La bottega di Luca è una specie di via Montenapoleone del gusto. Vini da decine di euro a boccia, tartufi, pasta ripiena e non fatta in casa, miele, marmellate, prodotti delle fattorie e ogni altro ben di dio. Lui e la moglie lo gestiscono da sempre e io mi sono sempre chiesto come riescano a sopportarsi con quella parlata, a casa e anche sul posto di lavoro. Avevo visto un film porno con protagonisti amatoriali torinesi, da giovane. Da allora mi sono convinto che, nell’intimità, è molto più efficace stare in silenzio a meno di non aver alle spalle un valido corso di dizione, uno di quelli che ti piallano ogni inflessione a italiano da doppiatore.

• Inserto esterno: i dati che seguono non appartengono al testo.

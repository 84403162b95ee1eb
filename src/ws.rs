//! WebSocket transport built on tokio-tungstenite.

use async_trait::async_trait;
use bytes::Bytes;
use futures::{SinkExt, StreamExt};
use tokio::net::TcpStream;
use tokio_tungstenite::tungstenite::Message;
use tokio_tungstenite::{MaybeTlsStream, WebSocketStream, connect_async};
use tracing::debug;

use crate::error::{ClientError, Result};
use crate::transport::{Connector, Transport, TransportEvent, TransportOptions};

type WsStream = WebSocketStream<MaybeTlsStream<TcpStream>>;

/// Opens a fresh WebSocket per connection attempt.
#[derive(Debug, Clone, Copy, Default)]
pub struct WsConnector;

#[async_trait]
impl Connector for WsConnector {
    async fn open(&self, url: &str, options: &TransportOptions) -> Result<Box<dyn Transport>> {
        let (stream, _response) =
            tokio::time::timeout(options.handshake_timeout, connect_async(url))
                .await
                .map_err(|_| ClientError::HandshakeTimeout(options.handshake_timeout))??;
        debug!(url, "websocket open");
        Ok(Box::new(WsTransport {
            stream,
            finished: false,
        }))
    }
}

/// Text frames carry the JSON protocol; binary frames are accepted as well.
/// Control frames are handled by tungstenite and never surface.
pub struct WsTransport {
    stream: WsStream,
    finished: bool,
}

#[async_trait]
impl Transport for WsTransport {
    async fn send(&mut self, payload: Bytes) -> Result<()> {
        let text = String::from_utf8(payload.to_vec())
            .map_err(|e| ClientError::TransportSend(e.to_string()))?;
        self.stream
            .send(Message::Text(text))
            .await
            .map_err(|e| ClientError::TransportSend(e.to_string()))
    }

    async fn next_event(&mut self) -> TransportEvent {
        if self.finished {
            return TransportEvent::Closed;
        }
        loop {
            match self.stream.next().await {
                Some(Ok(Message::Text(text))) => return TransportEvent::Message(Bytes::from(text)),
                Some(Ok(Message::Binary(data))) => return TransportEvent::Message(Bytes::from(data)),
                Some(Ok(Message::Close(frame))) => {
                    debug!(?frame, "websocket close frame");
                    self.finished = true;
                    return TransportEvent::Closed;
                }
                Some(Ok(_)) => continue,
                Some(Err(e)) => {
                    self.finished = true;
                    return TransportEvent::Error(e.into());
                }
                None => {
                    self.finished = true;
                    return TransportEvent::Closed;
                }
            }
        }
    }

    async fn close(&mut self) {
        if !self.finished {
            self.finished = true;
            let _ = self.stream.close(None).await;
        }
    }
}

Da Luca ho appena acquistato una fetta di un altro formaggio tipico di cui, stamattina, mi sfugge il nome. Mi sono lasciato consigliare ma poi il display della bilancia mi ha fatto pentire della scelta. Nella bottega c’è qualche tavolo per consumare i loro prodotti sul posto. Io e Alessandra, tanti anni prima, c’eravamo fermati solo perché Luca aveva appena messo il nuovo cd degli US3. Avevamo preso un panino – mica con il pane dozzinale, eh, ma con due fettazze di quello fatto con tutti i crismi del km zero, dello slow food, del biologico, un vero concentrato di fuffa marketing culinaria – e una bottiglia di vino “buono”, così gli avevo chiesto, senza pensare – ma ero giovane, troppo giovane, un vero ragazzino – che mi avrebbe rifilato mezzo litro di barolo a 30mila lire.
Ma le gaffe nella bottega di Luca sono un classico. Oggi ho lasciato mia moglie fuori, in macchina con le quattro frecce, e mi sono precipitato nel negozio per comprare qualche specialità da portare con me, al rientro nell’insapore periferia milanese. Appena entrato sono stato subito redarguito per essere senza mascherina. Non è da me, se pensate che ormai indosso la FFP2 anche quando guido da solo. Ho chiesto scusa – che imperdonabile avventatezza – e mi sono precipitato in auto per recuperarne una. Nella fretta, come sempre, non ho trovato quella estratta poco prima immacolata dalla sua confezione e ho dovuto accontentarmi della mascherina di stoffa che qualcuno mi ha lasciato nel portaoggetti tra i sedili anteriori. È blu ed è molto larga, ma per una spesa di qualche minuto posso resistere. Lascio spalancarsi le porte scorrevoli automatiche e, finalmente, ecco il mio turno per consumare il rito del ritorno alle radici, lo stesso che vedevo interpretato da mio papà ogni volta in cui andavo a trovarlo, quando era ancora in vita. Ed è proprio mentre scruto tutte quelle eccellenze alimentari che mi rendo conto che non avevo mai fatto un sogno con la mascherina, prima d’ora.